An iterator for a collection of students
"""
def __init__(self, source):
"""
"""
self._source = source
self._source_iter = source.get_iter()
self._reset = False
def __iter__(self):
return self
def next(self):
try:
if self._reset:
self._source_iter = self._source.get_iter()
self._reset = False
return self._source_iter.next()
except StopIteration:
self._reset = True
raise StopIteration
def select(self, attr, val):
"""
Return all of the Students with a given
attribute
"""
#select_iter = self._source.get_iter()
select_iter = self._source.filter(attr, val)

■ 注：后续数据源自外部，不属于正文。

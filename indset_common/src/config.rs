//! Configuration for the independent-set search.
//!
//! The solver is parameterized by how work is spread across the worker pool:
//! - parallel: whether the rayon pool is used at all.
//! - num_threads: pool size override (hardware parallelism when unset).
//! - fan_out: how the search tree is split into tasks.
//! - split_depth: how many include/exclude levels are forked under
//!   [`FanOut::FirstBranch`].
//!
//! Quick examples
//!
//! Default (parallel, first-branch fan-out):
//! ```
//! use indset_common::{Config, FanOut};
//! let cfg = Config::default();
//! assert_eq!(cfg.fan_out, FanOut::FirstBranch);
//! ```
//!
//! Single-threaded, one search per start index:
//! ```
//! use indset_common::Config;
//! let cfg = Config::builder().sequential().every_start_index().build();
//! assert!(!cfg.parallel);
//! ```

use serde::{Deserialize, Serialize};

/// Default number of include/exclude levels forked onto the pool.
pub const DEFAULT_SPLIT_DEPTH: usize = 4;

/// Global search configuration.
#[derive(Clone, Debug, PartialEq, Eq, Serialize, Deserialize)]
pub struct Config {
    /// Run tasks on the rayon pool (true) or on the calling thread (false).
    pub parallel: bool,
    /// Worker count; `None` sizes the pool to the host's hardware parallelism.
    pub num_threads: Option<usize>,
    /// How the search is split into tasks.
    pub fan_out: FanOut,
    /// Number of branching levels forked under [`FanOut::FirstBranch`].
    pub split_depth: usize,
}

impl Config {
    /// Start building a configuration from the defaults.
    pub fn builder() -> ConfigBuilder {
        ConfigBuilder::default()
    }

    /// Worker count the search will actually see.
    ///
    /// Sequential configurations always report one worker. A pool size of
    /// zero means hardware parallelism, as it does for rayon.
    pub fn effective_threads(&self) -> usize {
        if !self.parallel {
            return 1;
        }
        match self.num_threads {
            Some(threads) if threads > 0 => threads,
            _ => std::thread::available_parallelism()
                .map(std::num::NonZero::get)
                .unwrap_or(1),
        }
    }
}

impl Default for Config {
    fn default() -> Self {
        Self {
            parallel: true,
            num_threads: None,
            fan_out: FanOut::FirstBranch,
            split_depth: DEFAULT_SPLIT_DEPTH,
        }
    }
}

/// How the top of the search tree is distributed across workers.
#[derive(Clone, Copy, Debug, Default, PartialEq, Eq, Hash, Serialize, Deserialize)]
pub enum FanOut {
    /// One search rooted at vertex 0, with its first `split_depth`
    /// include/exclude decisions forked as independent tasks.
    #[default]
    FirstBranch,
    /// One full search per start index `i` in `0..n`, each on a fresh
    /// candidate set, reduced after all workers join.
    ///
    /// Searches for `i > 0` revisit subsets already covered from `i = 0`;
    /// this mode exists for parity with the per-start-index decomposition.
    EveryStartIndex,
}

impl std::fmt::Display for FanOut {
    fn fmt(&self, f: &mut std::fmt::Formatter<'_>) -> std::fmt::Result {
        match self {
            Self::FirstBranch => write!(f, "first-branch"),
            Self::EveryStartIndex => write!(f, "every-start-index"),
        }
    }
}

/// Builder for [`Config`].
#[derive(Clone, Debug, Default)]
pub struct ConfigBuilder {
    config: Config,
}

impl ConfigBuilder {
    /// Enable or disable use of the worker pool.
    pub const fn parallel(mut self, parallel: bool) -> Self {
        self.config.parallel = parallel;
        self
    }

    /// Run everything on the calling thread.
    pub const fn sequential(self) -> Self {
        self.parallel(false)
    }

    /// Fix the worker pool size.
    pub const fn num_threads(mut self, threads: usize) -> Self {
        self.config.num_threads = Some(threads);
        self
    }

    /// Select the fan-out policy.
    pub const fn fan_out(mut self, fan_out: FanOut) -> Self {
        self.config.fan_out = fan_out;
        self
    }

    /// Shorthand for [`FanOut::FirstBranch`].
    pub const fn first_branch(self) -> Self {
        self.fan_out(FanOut::FirstBranch)
    }

    /// Shorthand for [`FanOut::EveryStartIndex`].
    pub const fn every_start_index(self) -> Self {
        self.fan_out(FanOut::EveryStartIndex)
    }

    /// Number of include/exclude levels forked onto the pool.
    pub const fn split_depth(mut self, depth: usize) -> Self {
        self.config.split_depth = depth;
        self
    }

    /// Finish building.
    pub fn build(self) -> Config {
        self.config
    }
}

for selection in select_iter:
# if (getattr(selection, attr) == val):
# yield selection
yield(selection)
class Source(object):
"""
A source of data that can provide an iterator to
all of the data or provide an iterator to the
data based on some attribute
"""
def __init__(self, data):
self._data = data
def get_iter(self):
"""
Return an iterator to the data
"""
return iter(self._data)
def filter(self, attr, val):
"""
Return an iterator to the data filtered by some
attribute
"""
return ifilter(lambda rec: getattr(rec, attr) == val, self._data)
def test_it():
"""
"""
studentList = [Student("James","Smith","6"),
Student("Jill","Jones","6"),
Student("Bill","Deep","5"),
Student("Bill","Sun","5")]
source = Source(studentList)
students = Students(source)
for student in students:
print student.firstName
for same_names in students.select('firstName', student.firstName):
if same_names.lastName == student.lastName:
continue
else:
print " %s %s in grade %s has your same first name" % \
(same_names.firstName, same_names.lastName, same_names.grade)
if __name__ == '__main__':
test_it()